Chardonnay is also susceptible to powdery mildew and Pierce’s disease. A few interesting factoids about Pinot
Noir in the book: It is the oldest cultivated variety of genus Vitus and was described by Roman authors in the
1st century. Early bud break puts it at risk for spring frost. There are more clones of Pinot Noir than any other
wine grape variety and most are from France. In 2003, there were 50 selections commercially available as
FPS-registered selections but this has certainly increased since then. Pinot Noir is susceptible to bunch rot,
Pierce’s disease and thrips. $25 on Amazon.

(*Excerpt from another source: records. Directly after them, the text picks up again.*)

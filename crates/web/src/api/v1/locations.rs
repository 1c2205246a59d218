use std::sync::Arc;

use axum::{
    extract::{OriginalUri, Path, Query, State},
    http::Method,
    routing::{get, on},
    Extension, Router,
};
use directory::{
    filter::{LocationFilter, StateFilter},
    sort::{annotate_with_distance, sort_by_distance, SortOrder},
};
use model::{location::Location, WithDistance};
use schemars::JsonSchema;
use serde::{Deserialize, Serialize};
use utility::{
    geo::{calculate_bounding_box, format_distance},
    id::Id,
};

use crate::{
    common::{
        route_not_found, schema, HateoasResult, RouteErrorResponse, VecResponse,
        METHOD_FILTER_ALL,
    },
    hateoas,
    middleware::base_url::{base_url_middleware, BaseUrl},
    WebState,
};

macro_rules! resource {
    ($($arg:tt)*) => {
        crate::api::v1::resource!("/locations{}", format_args!($($arg)*))
    };
}
pub(crate) use resource;

pub(crate) fn routes(state: WebState) -> Router {
    Router::new()
        .route("/schema", get(schema::<Location>))
        .route("/states", get(get_states))
        .route("/nearby", get(nearby))
        .route("/:slug", get(get_location))
        .route("/", get(get_locations))
        .layer(axum::middleware::from_fn(base_url_middleware))
        .with_state(state)
        .fallback_service(on(METHOD_FILTER_ALL, route_not_found))
}

/// One directory entry on the wire. Distance fields only appear when the
/// caller supplied a reference coordinate; they are recomputed per request
/// and never stored.
#[serde_with::skip_serializing_none]
#[derive(Debug, Clone, Serialize, JsonSchema)]
#[serde(rename_all = "camelCase")]
struct LocationEntry {
    distance_mi: Option<f64>,
    distance_label: Option<String>,
    #[serde(flatten)]
    location: Location,
}

impl LocationEntry {
    fn plain(location: Location) -> Self {
        Self {
            distance_mi: None,
            distance_label: None,
            location,
        }
    }

    fn annotated(entry: WithDistance<Location>) -> Self {
        Self {
            distance_mi: Some(entry.distance_mi),
            distance_label: Some(format_distance(entry.distance_mi)),
            location: entry.content,
        }
    }
}

#[derive(Debug, Deserialize)]
#[serde(rename_all = "camelCase")]
struct LocationsQuery {
    q: Option<String>,
    state: Option<String>,
    sort: Option<SortOrder>,
    latitude: Option<f64>,
    longitude: Option<f64>,
}

impl LocationsQuery {
    fn filter(&self) -> LocationFilter {
        let state = match self.state.as_deref() {
            None | Some("All") => StateFilter::All,
            Some(state) => StateFilter::Only(state.to_owned()),
        };
        LocationFilter {
            state,
            query: self.q.clone().unwrap_or_default(),
        }
    }
}

async fn get_locations(
    State(WebState { catalog }): State<WebState>,
    Query(params): Query<LocationsQuery>,
    Extension(base_url): Extension<Arc<BaseUrl>>,
) -> HateoasResult<VecResponse<hateoas::Response<LocationEntry>>> {
    let filtered = params.filter().apply(catalog.locations());
    let position = params.latitude.zip(params.longitude);

    let entries: Vec<LocationEntry> =
        match (params.sort.unwrap_or_default(), position) {
            // distance ordering needs a reference coordinate; without one the
            // default name ordering stands
            (SortOrder::Distance, Some((latitude, longitude))) => {
                sort_by_distance(&filtered, latitude, longitude)
                    .into_iter()
                    .map(LocationEntry::annotated)
                    .collect()
            }
            (_, Some((latitude, longitude))) => {
                annotate_with_distance(&filtered, latitude, longitude)
                    .into_iter()
                    .map(LocationEntry::annotated)
                    .collect()
            }
            (_, None) => filtered.into_iter().map(LocationEntry::plain).collect(),
        };

    let data = entries
        .into_iter()
        .map(|entry| location_hateoas(entry, base_url.clone()))
        .collect::<Vec<_>>();
    Ok(VecResponse::non_paginated(data).hateoas().json())
}

async fn get_location(
    OriginalUri(original_uri): OriginalUri,
    Path(slug): Path<String>,
    State(WebState { catalog }): State<WebState>,
    Extension(base_url): Extension<Arc<BaseUrl>>,
) -> HateoasResult<LocationEntry> {
    catalog
        .get(&Id::new(slug))
        .map(|location| {
            location_hateoas(LocationEntry::plain(location.clone()), base_url).json()
        })
        .map_err(|why| {
            RouteErrorResponse::from(why)
                .with_method(&Method::GET)
                .with_uri(original_uri.path())
        })
}

#[derive(Debug, Deserialize)]
#[serde(rename_all = "camelCase")]
struct NearbyQuery {
    latitude: f64,
    longitude: f64,
    radius: Option<f64>,
}

async fn nearby(
    State(WebState { catalog }): State<WebState>,
    Query(params): Query<NearbyQuery>,
    Extension(base_url): Extension<Arc<BaseUrl>>,
) -> HateoasResult<VecResponse<hateoas::Response<LocationEntry>>> {
    let radius = params.radius.unwrap_or(25.0);

    // cheap box first, exact haversine cut after
    let ((min_lat, min_lon), (max_lat, max_lon)) =
        calculate_bounding_box(params.latitude, params.longitude, radius);
    let candidates = catalog
        .locations()
        .filter(|location| {
            (min_lat..=max_lat).contains(&location.latitude)
                && (min_lon..=max_lon).contains(&location.longitude)
        })
        .cloned()
        .collect::<Vec<_>>();

    let data = sort_by_distance(&candidates, params.latitude, params.longitude)
        .into_iter()
        .filter(|entry| entry.distance_mi <= radius)
        .map(|entry| location_hateoas(LocationEntry::annotated(entry), base_url.clone()))
        .collect::<Vec<_>>();
    Ok(VecResponse::non_paginated(data).hateoas().json())
}

async fn get_states(
    State(WebState { catalog }): State<WebState>,
) -> HateoasResult<VecResponse<String>> {
    Ok(VecResponse::non_paginated(catalog.states())
        .hateoas()
        .json())
}

fn location_hateoas(
    entry: LocationEntry,
    base_url: Arc<BaseUrl>,
) -> hateoas::Response<LocationEntry> {
    let slug = entry.location.slug.raw();
    let latitude = entry.location.latitude;
    let longitude = entry.location.longitude;
    hateoas::Response::builder(entry, base_url)
        .link("self", resource!("/{}", slug))
        .link(
            "availability",
            super::availability::resource!("?location={}", slug),
        )
        .link("tour", super::tour::resource!(""))
        .link(
            "nearby",
            resource!(
                "/nearby?latitude={}&longitude={}&radius=25",
                latitude,
                longitude
            ),
        )
        .build()
}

Proposition 65 Warning The State of California lists substances known to cause cancer, birth defects
or reproductive harm in Proposition 65, also called the Safe Drinking Water and Toxic Enforcement Act. Alcohol
is one of the substances. The Proposition was enacted in 1986 and led to back label warnings on wine bottles.

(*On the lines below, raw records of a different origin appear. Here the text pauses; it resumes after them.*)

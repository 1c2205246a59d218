use std::{borrow::Cow, fmt, hash, marker::PhantomData};

use schemars::{
    gen::SchemaGenerator,
    schema::{InstanceType, Schema, SchemaObject},
    JsonSchema,
};
use serde::{Deserialize, Serialize};

pub trait HasId {
    type IdType;
}

/// An identifier that is typed by the record it belongs to, so a location
/// slug can not be passed where e.g. a program slug is expected.
pub struct Id<T: HasId>(T::IdType, PhantomData<T>);

impl<T: HasId> Id<T> {
    pub fn new(inner: T::IdType) -> Self {
        Self(inner, PhantomData)
    }
}

impl<T: HasId> Id<T>
where
    T::IdType: Clone,
{
    pub fn raw(&self) -> T::IdType {
        self.0.clone()
    }

    pub fn raw_ref<R>(&self) -> &R
    where
        T::IdType: AsRef<R>,
        R: ?Sized,
    {
        self.0.as_ref()
    }
}

impl<T: HasId> Id<T>
where
    T::IdType: From<String>,
{
    /// Derives a url-safe slug from a display name, e.g.
    /// "Colorado Springs" -> "colorado-springs".
    pub fn from_name(name: &str) -> Self {
        let inner = name
            .trim()
            .chars()
            .filter_map(|c| match c {
                ' ' => Some('-'),
                ch if ch.is_ascii_alphanumeric() || ch == '-' => {
                    Some(ch.to_ascii_lowercase())
                }
                _ => None,
            })
            .collect::<String>();
        Self::new(inner.into())
    }
}

impl<T: HasId> fmt::Debug for Id<T>
where
    T::IdType: fmt::Debug,
{
    fn fmt(&self, f: &mut fmt::Formatter<'_>) -> fmt::Result {
        f.debug_tuple("Id").field(&self.0).finish()
    }
}

impl<T: HasId> fmt::Display for Id<T>
where
    T::IdType: fmt::Display,
{
    fn fmt(&self, f: &mut fmt::Formatter<'_>) -> fmt::Result {
        write!(f, "{}", self.0)
    }
}

impl<T: HasId> Clone for Id<T>
where
    T::IdType: Clone,
{
    fn clone(&self) -> Self {
        Self(self.0.clone(), PhantomData)
    }
}

impl<T: HasId> hash::Hash for Id<T>
where
    T::IdType: hash::Hash,
{
    fn hash<H: hash::Hasher>(&self, state: &mut H) {
        self.0.hash(state)
    }
}

impl<T: HasId> PartialEq for Id<T>
where
    T::IdType: PartialEq,
{
    fn eq(&self, other: &Self) -> bool {
        self.0.eq(&other.0)
    }
}

impl<T: HasId> Eq for Id<T> where T::IdType: Eq {}

impl<'de, T: HasId> Deserialize<'de> for Id<T>
where
    T::IdType: Deserialize<'de>,
{
    fn deserialize<D>(deserializer: D) -> Result<Self, D::Error>
    where
        D: serde::Deserializer<'de>,
    {
        T::IdType::deserialize(deserializer).map(Id::new)
    }
}

impl<T: HasId> Serialize for Id<T>
where
    T::IdType: Serialize,
{
    fn serialize<S>(&self, serializer: S) -> Result<S::Ok, S::Error>
    where
        S: serde::Serializer,
    {
        self.0.serialize(serializer)
    }
}

impl<T: HasId + JsonSchema> JsonSchema for Id<T>
where
    T::IdType: Serialize,
{
    fn schema_name() -> String {
        // Exclude the module path to make the name in generated schemas clearer.
        format!("{}Id", T::schema_name())
    }

    fn schema_id() -> Cow<'static, str> {
        // Include the module, in case a type with the same name is in another module/crate
        Cow::Borrowed(concat!(module_path!(), "::Id"))
    }

    fn json_schema(_gen: &mut SchemaGenerator) -> Schema {
        SchemaObject {
            instance_type: Some(InstanceType::String.into()),
            format: Some("id".to_owned()),
            ..Default::default()
        }
        .into()
    }
}

#[cfg(test)]
mod tests {
    use super::*;

    struct Dummy;
    impl HasId for Dummy {
        type IdType = String;
    }

    #[test]
    fn slug_from_display_name() {
        let id: Id<Dummy> = Id::from_name("Colorado Springs");
        assert_eq!(id.raw(), "colorado-springs");
    }

    #[test]
    fn slug_drops_non_ascii() {
        let id: Id<Dummy> = Id::from_name("  Café Nr. 1 ");
        assert_eq!(id.raw(), "caf-nr-1");
    }
}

On August 30, 2018, new more detailed and complex regulations took effect and businesses must be vigilant to
remain in compliance. California DTC shipments must include Prop 65 warnings, whether the wine is coming
from inside or outside the state. If the wine container or wine shipment containers contain BPA (tin in bottle
caps for example), then an alcohol warning and a Prop 65 warning must be included on the outside or inside
the box where the consumer can easily see and read the warning statements:
WARNING: This product can expose you to chemicals including Bisphenol A
(BPA), which are known to the State of California to cause birth defects or other
WARNING: Drinking distilled spirits, beer, coolers, wine and other alcoholic
beverages may increase cancer risk, and, during pregnancy, can cause birth
The warnings should also be posted in the winery’s tasting room and on the website.
Read more at www.compli-beverage.com.
Aerators of Little Value for Domestic Pinot Noir I have always been skeptical of the value of
aerators for most domestic Pinot Noir wines. Nearly all domestic Pinot Noir produced today is ready to drink
upon release. The active swirling of wine in a glass suitable for Pinot Noir accomplishes what an aerator does. I
was at a winery a while back and they used a Vinturi wine aerator ($25) and it seemed to show off the Pinot
Noir better than when poured directly from the bottle. I bought one to test at home during my tastings but did
not find that it made an appreciable difference compared to swirling the wine in a glass. I receive marketing
material about all sorts of aerators, some costing triple digits, but I do not believe they are of significant value
for domestic Pinot Noir. If you really want to aerate a Pinot Noir, I would decant it.